Output range, inclusive: from the line containing "Database error type" to the line containing "rows per request". Restate those lines from the data below word for word and only those.
_____
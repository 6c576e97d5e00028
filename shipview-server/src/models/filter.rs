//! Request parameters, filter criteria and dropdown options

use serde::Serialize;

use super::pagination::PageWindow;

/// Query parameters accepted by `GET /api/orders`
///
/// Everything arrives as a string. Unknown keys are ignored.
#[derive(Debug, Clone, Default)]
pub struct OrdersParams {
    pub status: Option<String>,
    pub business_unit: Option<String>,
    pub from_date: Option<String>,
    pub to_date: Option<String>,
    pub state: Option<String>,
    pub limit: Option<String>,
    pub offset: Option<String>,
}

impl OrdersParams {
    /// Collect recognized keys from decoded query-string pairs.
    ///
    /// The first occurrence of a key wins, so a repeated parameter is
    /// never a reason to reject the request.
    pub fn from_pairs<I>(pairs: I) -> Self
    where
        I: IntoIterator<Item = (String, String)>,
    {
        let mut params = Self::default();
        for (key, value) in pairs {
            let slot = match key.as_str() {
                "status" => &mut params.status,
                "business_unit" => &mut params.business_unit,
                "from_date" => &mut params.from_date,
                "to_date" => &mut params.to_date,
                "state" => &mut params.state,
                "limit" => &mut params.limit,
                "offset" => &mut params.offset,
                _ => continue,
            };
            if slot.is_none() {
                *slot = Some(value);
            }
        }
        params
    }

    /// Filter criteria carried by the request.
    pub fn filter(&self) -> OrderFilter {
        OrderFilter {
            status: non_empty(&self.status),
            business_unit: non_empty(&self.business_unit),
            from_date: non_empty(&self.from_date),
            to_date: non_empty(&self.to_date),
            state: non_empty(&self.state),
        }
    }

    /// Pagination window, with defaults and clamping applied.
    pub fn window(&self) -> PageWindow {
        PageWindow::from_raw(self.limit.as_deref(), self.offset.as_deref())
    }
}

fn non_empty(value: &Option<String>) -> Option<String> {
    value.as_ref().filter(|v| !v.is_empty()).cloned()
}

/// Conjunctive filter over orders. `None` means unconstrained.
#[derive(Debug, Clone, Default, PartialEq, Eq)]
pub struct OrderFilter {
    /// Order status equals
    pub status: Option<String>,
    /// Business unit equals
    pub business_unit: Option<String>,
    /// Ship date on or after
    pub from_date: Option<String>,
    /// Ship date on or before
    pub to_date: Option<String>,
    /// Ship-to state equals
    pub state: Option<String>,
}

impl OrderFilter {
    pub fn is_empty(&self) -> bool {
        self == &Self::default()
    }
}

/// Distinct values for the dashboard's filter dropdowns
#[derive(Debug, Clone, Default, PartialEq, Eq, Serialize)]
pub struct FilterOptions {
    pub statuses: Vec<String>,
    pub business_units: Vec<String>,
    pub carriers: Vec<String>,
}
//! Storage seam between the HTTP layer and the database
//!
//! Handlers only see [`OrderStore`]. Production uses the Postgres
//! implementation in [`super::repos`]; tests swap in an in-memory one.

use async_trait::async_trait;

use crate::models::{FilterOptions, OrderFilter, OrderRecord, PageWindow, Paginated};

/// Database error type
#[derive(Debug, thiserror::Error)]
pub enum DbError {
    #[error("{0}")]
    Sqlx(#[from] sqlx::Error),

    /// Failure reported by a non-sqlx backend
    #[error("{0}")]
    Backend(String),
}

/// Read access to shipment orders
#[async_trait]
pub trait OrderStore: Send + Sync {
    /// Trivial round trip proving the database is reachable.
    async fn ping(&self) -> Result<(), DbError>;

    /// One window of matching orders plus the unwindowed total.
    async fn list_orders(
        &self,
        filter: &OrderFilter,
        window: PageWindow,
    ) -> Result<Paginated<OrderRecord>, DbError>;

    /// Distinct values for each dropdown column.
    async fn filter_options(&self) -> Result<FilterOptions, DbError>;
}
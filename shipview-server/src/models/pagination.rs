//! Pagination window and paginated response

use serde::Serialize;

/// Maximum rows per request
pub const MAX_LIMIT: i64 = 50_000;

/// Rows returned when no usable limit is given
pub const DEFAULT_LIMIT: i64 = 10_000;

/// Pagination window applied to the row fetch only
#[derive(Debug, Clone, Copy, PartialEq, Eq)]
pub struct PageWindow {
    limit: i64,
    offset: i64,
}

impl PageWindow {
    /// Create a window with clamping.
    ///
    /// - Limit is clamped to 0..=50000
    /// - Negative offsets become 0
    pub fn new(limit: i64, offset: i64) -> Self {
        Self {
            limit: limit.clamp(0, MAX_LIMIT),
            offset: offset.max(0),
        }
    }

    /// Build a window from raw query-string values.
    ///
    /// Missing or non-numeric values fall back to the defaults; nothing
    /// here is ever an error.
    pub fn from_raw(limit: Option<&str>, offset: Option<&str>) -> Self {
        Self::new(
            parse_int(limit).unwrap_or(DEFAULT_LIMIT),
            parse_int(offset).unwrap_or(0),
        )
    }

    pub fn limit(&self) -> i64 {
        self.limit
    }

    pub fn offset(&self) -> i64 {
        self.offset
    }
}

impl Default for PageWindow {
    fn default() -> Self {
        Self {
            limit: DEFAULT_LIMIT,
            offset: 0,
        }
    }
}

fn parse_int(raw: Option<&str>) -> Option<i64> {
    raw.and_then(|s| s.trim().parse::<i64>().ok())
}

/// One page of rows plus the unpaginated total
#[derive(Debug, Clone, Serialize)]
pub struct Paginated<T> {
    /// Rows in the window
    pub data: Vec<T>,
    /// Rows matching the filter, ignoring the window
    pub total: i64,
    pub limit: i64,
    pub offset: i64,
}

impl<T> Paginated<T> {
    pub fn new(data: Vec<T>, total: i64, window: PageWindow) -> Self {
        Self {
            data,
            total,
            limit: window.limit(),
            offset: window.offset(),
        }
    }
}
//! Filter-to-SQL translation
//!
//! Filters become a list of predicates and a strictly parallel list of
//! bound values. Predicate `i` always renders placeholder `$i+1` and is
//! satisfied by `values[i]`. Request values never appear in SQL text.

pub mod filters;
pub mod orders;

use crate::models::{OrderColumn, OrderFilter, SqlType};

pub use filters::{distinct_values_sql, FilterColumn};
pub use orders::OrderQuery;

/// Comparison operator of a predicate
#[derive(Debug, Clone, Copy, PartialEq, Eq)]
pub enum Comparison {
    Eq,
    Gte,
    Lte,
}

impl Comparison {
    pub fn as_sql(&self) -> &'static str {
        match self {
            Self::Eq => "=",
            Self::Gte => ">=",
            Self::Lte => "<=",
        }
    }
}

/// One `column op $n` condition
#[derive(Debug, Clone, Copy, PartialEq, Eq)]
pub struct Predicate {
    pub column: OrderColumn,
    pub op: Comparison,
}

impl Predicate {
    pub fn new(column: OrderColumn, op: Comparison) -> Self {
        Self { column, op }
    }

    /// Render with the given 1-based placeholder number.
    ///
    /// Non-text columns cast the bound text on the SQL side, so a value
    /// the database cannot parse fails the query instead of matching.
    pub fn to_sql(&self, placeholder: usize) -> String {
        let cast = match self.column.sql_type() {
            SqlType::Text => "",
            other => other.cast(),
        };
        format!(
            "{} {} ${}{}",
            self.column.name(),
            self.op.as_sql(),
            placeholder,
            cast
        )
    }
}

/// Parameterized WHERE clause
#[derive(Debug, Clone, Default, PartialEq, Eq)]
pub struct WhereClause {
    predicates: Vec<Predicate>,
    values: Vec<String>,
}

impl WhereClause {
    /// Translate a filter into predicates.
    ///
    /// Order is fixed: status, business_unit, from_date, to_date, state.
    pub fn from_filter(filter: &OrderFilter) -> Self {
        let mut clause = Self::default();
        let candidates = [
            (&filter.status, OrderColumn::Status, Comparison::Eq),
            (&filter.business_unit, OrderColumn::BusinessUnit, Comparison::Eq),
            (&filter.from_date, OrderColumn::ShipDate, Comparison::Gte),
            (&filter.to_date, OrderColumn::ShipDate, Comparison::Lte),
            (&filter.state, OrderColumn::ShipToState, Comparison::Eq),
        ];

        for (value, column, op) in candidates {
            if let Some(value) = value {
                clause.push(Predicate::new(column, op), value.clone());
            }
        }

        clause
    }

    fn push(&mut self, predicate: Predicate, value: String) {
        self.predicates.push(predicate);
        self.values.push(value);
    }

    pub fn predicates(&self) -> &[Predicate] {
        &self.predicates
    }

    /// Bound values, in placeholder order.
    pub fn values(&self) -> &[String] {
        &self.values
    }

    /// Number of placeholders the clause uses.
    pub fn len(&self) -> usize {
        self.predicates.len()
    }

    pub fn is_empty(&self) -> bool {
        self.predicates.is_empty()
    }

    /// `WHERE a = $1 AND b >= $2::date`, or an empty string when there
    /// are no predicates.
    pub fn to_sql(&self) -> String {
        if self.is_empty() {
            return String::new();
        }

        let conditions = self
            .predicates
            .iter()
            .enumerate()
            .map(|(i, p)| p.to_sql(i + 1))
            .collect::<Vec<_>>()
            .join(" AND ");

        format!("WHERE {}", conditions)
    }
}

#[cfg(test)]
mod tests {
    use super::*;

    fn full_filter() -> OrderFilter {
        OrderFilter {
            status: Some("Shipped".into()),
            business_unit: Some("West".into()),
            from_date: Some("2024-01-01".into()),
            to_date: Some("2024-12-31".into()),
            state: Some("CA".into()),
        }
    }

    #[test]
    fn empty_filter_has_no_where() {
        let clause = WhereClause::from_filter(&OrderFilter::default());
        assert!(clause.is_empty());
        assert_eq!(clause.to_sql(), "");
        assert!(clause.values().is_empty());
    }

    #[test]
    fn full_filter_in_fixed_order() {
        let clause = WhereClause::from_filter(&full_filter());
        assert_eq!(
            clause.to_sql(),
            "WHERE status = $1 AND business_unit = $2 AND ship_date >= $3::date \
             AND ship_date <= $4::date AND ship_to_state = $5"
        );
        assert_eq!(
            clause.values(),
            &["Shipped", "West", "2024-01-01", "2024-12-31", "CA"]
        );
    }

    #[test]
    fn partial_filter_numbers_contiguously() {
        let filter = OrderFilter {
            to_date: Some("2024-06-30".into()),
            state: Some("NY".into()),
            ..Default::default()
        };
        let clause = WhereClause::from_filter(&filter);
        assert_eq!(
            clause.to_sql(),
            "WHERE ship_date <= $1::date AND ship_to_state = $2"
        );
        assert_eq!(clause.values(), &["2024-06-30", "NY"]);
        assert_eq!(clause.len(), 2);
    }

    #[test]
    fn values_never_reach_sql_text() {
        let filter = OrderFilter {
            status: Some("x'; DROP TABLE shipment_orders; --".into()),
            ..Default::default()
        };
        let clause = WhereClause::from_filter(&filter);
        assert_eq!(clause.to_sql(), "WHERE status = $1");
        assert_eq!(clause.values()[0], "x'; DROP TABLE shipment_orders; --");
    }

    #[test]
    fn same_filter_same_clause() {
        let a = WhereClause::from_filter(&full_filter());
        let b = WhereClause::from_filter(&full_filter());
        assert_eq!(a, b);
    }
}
_____
Exercise result —
/// Database error type
#[derive(Debug, thiserror::Error)]
pub enum DbError {
    #[error("{0}")]
    Sqlx(#[from] sqlx::Error),

    /// Failure reported by a non-sqlx backend
    #[error("{0}")]
    Backend(String),
}

/// Read access to shipment orders
#[async_trait]
pub trait OrderStore: Send + Sync {
    /// Trivial round trip proving the database is reachable.
    async fn ping(&self) -> Result<(), DbError>;

    /// One window of matching orders plus the unwindowed total.
    async fn list_orders(
        &self,
        filter: &OrderFilter,
        window: PageWindow,
    ) -> Result<Paginated<OrderRecord>, DbError>;

    /// Distinct values for each dropdown column.
    async fn filter_options(&self) -> Result<FilterOptions, DbError>;
}
filename shipview-server/src/models/pagination.rs
//! Pagination window and paginated response

use serde::Serialize;

/// Maximum rows per request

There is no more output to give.